Figure 1: (Left) The reaction product prediction problem: Given the reactants and reagents, predict
the structure of the product. (Right) The reaction mechanism prediction problem: Given the reactants
and reagents, predict how the reaction occurred to form the products.

Recently, there have been a number of machine learning models proposed for directly predicting the
products of chemical reactions [2, 7, 20, 21, 22, 24], largely using graph-based or machine translation
models.
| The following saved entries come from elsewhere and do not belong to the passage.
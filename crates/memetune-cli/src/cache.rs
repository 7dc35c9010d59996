//! In-memory memoization of preview audio.
//!
//! Entries are keyed by a BLAKE3 hash over every parameter that affects the
//! preview. Concurrent requests for one key compute the preview once: the
//! first caller computes while holding the key's slot, later callers block
//! on the slot and receive the same bytes. A failed computation is not
//! stored; a caller already waiting on the slot retries, otherwise the slot
//! is dropped. Eviction only removes entries no caller is holding.

use std::collections::{HashMap, VecDeque};
use std::sync::{Arc, Mutex, MutexGuard, PoisonError};

use serde::{Deserialize, Serialize};

/// Default number of previews kept.
pub const DEFAULT_CAPACITY: usize = 64;

/// Cache key components.
#[derive(Debug, Clone, PartialEq, Serialize, Deserialize)]
pub struct PreviewKey {
    /// Generation mode name
    pub mode: String,
    /// Prompt, when the mode uses one
    pub prompt: Option<String>,
    /// Lyrics, when the mode uses them
    pub lyrics: Option<String>,
    /// Tempo in BPM
    pub tempo_bpm: f64,
    /// Genre display name
    pub genre: String,
    /// Sample rate in Hz
    pub sample_rate: u32,
    /// Resolved seed
    pub seed: u32,
    /// Preview length in seconds
    pub preview_seconds: f64,
}

impl PreviewKey {
    /// Compute the entry hash.
    ///
    /// Floats are hashed by bit pattern so distinct values never collide.
    pub fn compute_hash(&self) -> String {
        let canonical = format!(
            "mode:{},prompt:{:?},lyrics:{:?},tempo:{:016x},genre:{:?},sr:{},seed:{},preview:{:016x}",
            self.mode,
            self.prompt,
            self.lyrics,
            self.tempo_bpm.to_bits(),
            self.genre,
            self.sample_rate,
            self.seed,
            self.preview_seconds.to_bits()
        );
        blake3::hash(canonical.as_bytes()).to_hex().to_string()
    }
}

type Slot = Arc<Mutex<Option<Arc<Vec<u8>>>>>;

#[derive(Default)]
struct Entries {
    slots: HashMap<String, Slot>,
    order: VecDeque<String>,
}

/// Bounded single-flight cache of preview WAV bytes.
pub struct PreviewCache {
    capacity: usize,
    entries: Mutex<Entries>,
}

impl PreviewCache {
    /// Creates a cache holding at most `capacity` entries (minimum 1).
    pub fn new(capacity: usize) -> Self {
        Self {
            capacity: capacity.max(1),
            entries: Mutex::new(Entries::default()),
        }
    }

    /// Returns the cached bytes for `key`, computing them with `compute` if
    /// absent.
    ///
    /// Errors from `compute` are returned to this caller only and are not
    /// stored.
    pub fn get_or_try_insert<E, F>(&self, key: &PreviewKey, compute: F) -> Result<Arc<Vec<u8>>, E>
    where
        F: FnOnce() -> Result<Vec<u8>, E>,
    {
        let hash = key.compute_hash();
        let slot = self.slot(&hash);

        let mut value = lock(&slot);
        if let Some(bytes) = value.as_ref() {
            log::debug!("preview cache hit {}", &hash[..12]);
            return Ok(Arc::clone(bytes));
        }

        log::debug!("preview cache miss {}", &hash[..12]);
        let bytes = match compute() {
            Ok(bytes) => Arc::new(bytes),
            Err(err) => {
                self.discard(&hash, &slot);
                return Err(err);
            }
        };
        *value = Some(Arc::clone(&bytes));
        self.evict();
        Ok(bytes)
    }

    /// Returns the cached bytes for `key` without computing.
    pub fn get(&self, key: &PreviewKey) -> Option<Arc<Vec<u8>>> {
        let slot = lock(&self.entries).slots.get(&key.compute_hash()).cloned()?;
        let value = lock(&slot);
        value.clone()
    }

    /// Number of keys currently tracked.
    pub fn len(&self) -> usize {
        lock(&self.entries).slots.len()
    }

    /// Returns true if no keys are tracked.
    pub fn is_empty(&self) -> bool {
        self.len() == 0
    }

    /// Drops every entry.
    pub fn clear(&self) {
        let mut entries = lock(&self.entries);
        entries.slots.clear();
        entries.order.clear();
    }

    /// Finds or creates the slot for `hash`.
    fn slot(&self, hash: &str) -> Slot {
        let mut entries = lock(&self.entries);
        if let Some(slot) = entries.slots.get(hash) {
            return Arc::clone(slot);
        }

        let slot = Slot::default();
        entries.slots.insert(hash.to_string(), Arc::clone(&slot));
        entries.order.push_back(hash.to_string());
        slot
    }

    /// Drops the empty slot left by a failed computation, unless other
    /// callers are already waiting on it.
    fn discard(&self, hash: &str, slot: &Slot) {
        let mut entries = lock(&self.entries);
        let tracked = entries
            .slots
            .get(hash)
            .map_or(false, |current| Arc::ptr_eq(current, slot));
        // Held by the map and by the failed caller only
        if tracked && Arc::strong_count(slot) == 2 {
            entries.slots.remove(hash);
            entries.order.retain(|h| h != hash);
        }
    }

    /// Evicts the oldest idle entries until the cache is within capacity.
    ///
    /// A slot some caller still holds is in flight or being read and is
    /// skipped, so the cache can run over capacity until it is released.
    fn evict(&self) {
        let mut entries = lock(&self.entries);
        while entries.order.len() > self.capacity {
            let idle = entries.order.iter().position(|hash| {
                entries
                    .slots
                    .get(hash)
                    .map_or(true, |slot| Arc::strong_count(slot) == 1)
            });
            let Some(index) = idle else {
                break;
            };
            if let Some(hash) = entries.order.remove(index) {
                entries.slots.remove(&hash);
            }
        }
    }
}

impl Default for PreviewCache {
    fn default() -> Self {
        Self::new(DEFAULT_CAPACITY)
    }
}

/// Locks a mutex, recovering the data if a previous holder panicked.
fn lock<T>(mutex: &Mutex<T>) -> MutexGuard<'_, T> {
    mutex.lock().unwrap_or_else(PoisonError::into_inner)
}

#[cfg(test)]
mod tests {
    use super::*;
    use std::sync::atomic::{AtomicUsize, Ordering};
    use std::sync::{mpsc, Barrier};

    fn key(seed: u32) -> PreviewKey {
        PreviewKey {
            mode: "instrumental".into(),
            prompt: Some("dance".into()),
            lyrics: None,
            tempo_bpm: 100.0,
            genre: "Electronic".into(),
            sample_rate: 22050,
            seed,
            preview_seconds: 5.0,
        }
    }

    #[test]
    fn test_key_hash_is_stable_and_distinct() {
        assert_eq!(key(1).compute_hash(), key(1).compute_hash());
        assert_ne!(key(1).compute_hash(), key(2).compute_hash());

        let mut other = key(1);
        other.preview_seconds = 5.000_000_1;
        assert_ne!(key(1).compute_hash(), other.compute_hash());

        let mut none_vs_empty = key(1);
        none_vs_empty.lyrics = Some(String::new());
        assert_ne!(key(1).compute_hash(), none_vs_empty.compute_hash());
    }

    #[test]
    fn test_second_lookup_hits() {
        let cache = PreviewCache::default();
        let calls = AtomicUsize::new(0);
        let compute = || -> Result<Vec<u8>, ()> {
            calls.fetch_add(1, Ordering::SeqCst);
            Ok(vec![1, 2, 3])
        };

        let a = cache.get_or_try_insert(&key(1), compute).unwrap();
        let b = cache.get_or_try_insert(&key(1), compute).unwrap();
        assert!(Arc::ptr_eq(&a, &b));
        assert_eq!(calls.load(Ordering::SeqCst), 1);
        assert_eq!(cache.get(&key(1)).as_deref(), Some(&vec![1, 2, 3]));
    }

    #[test]
    fn test_failures_are_not_cached() {
        let cache = PreviewCache::default();
        let err: Result<_, &str> = cache.get_or_try_insert(&key(1), || Err("tts missing"));
        assert_eq!(err.unwrap_err(), "tts missing");
        assert!(cache.get(&key(1)).is_none());

        let ok: Result<_, &str> = cache.get_or_try_insert(&key(1), || Ok(vec![9]));
        assert_eq!(*ok.unwrap(), vec![9]);
    }

    #[test]
    fn test_concurrent_callers_compute_once() {
        let cache = PreviewCache::default();
        let calls = AtomicUsize::new(0);
        let barrier = Barrier::new(8);

        let results: Vec<Arc<Vec<u8>>> = std::thread::scope(|scope| {
            let handles: Vec<_> = (0..8)
                .map(|_| {
                    scope.spawn(|| {
                        barrier.wait();
                        cache
                            .get_or_try_insert(&key(7), || -> Result<_, ()> {
                                calls.fetch_add(1, Ordering::SeqCst);
                                std::thread::sleep(std::time::Duration::from_millis(50));
                                Ok(vec![7; 1024])
                            })
                            .unwrap()
                    })
                })
                .collect();
            handles.into_iter().map(|h| h.join().unwrap()).collect()
        });

        assert_eq!(calls.load(Ordering::SeqCst), 1);
        assert!(results.iter().all(|r| Arc::ptr_eq(r, &results[0])));
    }

    #[test]
    fn test_failed_computation_keeps_cached_entries() {
        let cache = PreviewCache::new(2);
        for seed in 1..=2 {
            cache
                .get_or_try_insert(&key(seed), || -> Result<_, ()> { Ok(vec![seed as u8]) })
                .unwrap();
        }

        let err = cache.get_or_try_insert(&key(3), || Err("encoder crashed"));
        assert!(err.is_err());
        assert_eq!(cache.len(), 2);
        assert_eq!(cache.get(&key(1)).as_deref(), Some(&vec![1]));
        assert_eq!(cache.get(&key(2)).as_deref(), Some(&vec![2]));
    }

    #[test]
    fn test_in_flight_entry_survives_eviction() {
        let cache = PreviewCache::new(1);
        let calls = AtomicUsize::new(0);
        let (started_tx, started_rx) = mpsc::channel();
        let (release_tx, release_rx) = mpsc::channel::<()>();

        std::thread::scope(|scope| {
            let cache = &cache;
            let calls = &calls;
            let first = scope.spawn(move || {
                cache.get_or_try_insert(&key(1), || -> Result<_, ()> {
                    calls.fetch_add(1, Ordering::SeqCst);
                    started_tx.send(()).unwrap();
                    release_rx.recv().unwrap();
                    Ok(vec![1])
                })
            });

            started_rx.recv().unwrap();
            // Fills the only slot of capacity while key 1 is still computing
            cache
                .get_or_try_insert(&key(2), || -> Result<_, ()> { Ok(vec![2]) })
                .unwrap();
            assert_eq!(cache.len(), 2);

            release_tx.send(()).unwrap();
            assert_eq!(*first.join().unwrap().unwrap(), vec![1]);
        });

        let again = cache
            .get_or_try_insert(&key(1), || -> Result<_, ()> {
                calls.fetch_add(1, Ordering::SeqCst);
                Ok(vec![1])
            })
            .unwrap();
        assert_eq!(*again, vec![1]);
        assert_eq!(calls.load(Ordering::SeqCst), 1);
        assert_eq!(cache.len(), 1);
        assert!(cache.get(&key(2)).is_none());
    }

    #[test]
    fn test_oldest_entry_evicted() {
        let cache = PreviewCache::new(2);
        for seed in 1..=3 {
            cache
                .get_or_try_insert(&key(seed), || -> Result<_, ()> { Ok(vec![seed as u8]) })
                .unwrap();
        }
        assert_eq!(cache.len(), 2);
        assert!(cache.get(&key(1)).is_none());
        assert!(cache.get(&key(2)).is_some());
        assert!(cache.get(&key(3)).is_some());

        cache.clear();
        assert!(cache.is_empty());
    }
}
The task of reaction product prediction is shown on the left-hand side of Figure 1.
In this paper we propose a machine learning model to predict the reaction mechanism, as shown on
the right-hand side of Figure 1, for a particularly important subset of organic reactions. We argue that
not only is our model more interpretable than product prediction models but it is easier to encode
in it the constraints imposed by chemistry. Proposed approaches to predicting reaction mechanisms
have been based on combining hand-coded heuristics and quantum mechanics [1, 11, 17, 18, 23, 26],
rather than machine learning. We call our model E LECTRO, as it directly predicts the path of electrons
through molecules (i.e., the reaction mechanism). To train the model we devise a general technique
to obtain approximate reaction mechanisms purely from data about the reactants and products. This
allows one to train our a model on large, unannotated reaction datasets such as USPTO [16]. We
demonstrate that not only does our model achieve state-of-the-art results, surprisingly it also learns
chemical properties it was not explicitly trained on.

2 Background

In Figure 1 we show the two challenges we tackle in this paper. On the left we show product
prediction, where the goal is to predict the reaction products, given a set of reactants and reagents.
However, for this task we do not care how the reactants react. This job of finding the how is the target
of reaction mechanism prediction. Before describing how our model predicts mechanisms, we use
this section to detail the types of reactions we consider in this paper, and their properties.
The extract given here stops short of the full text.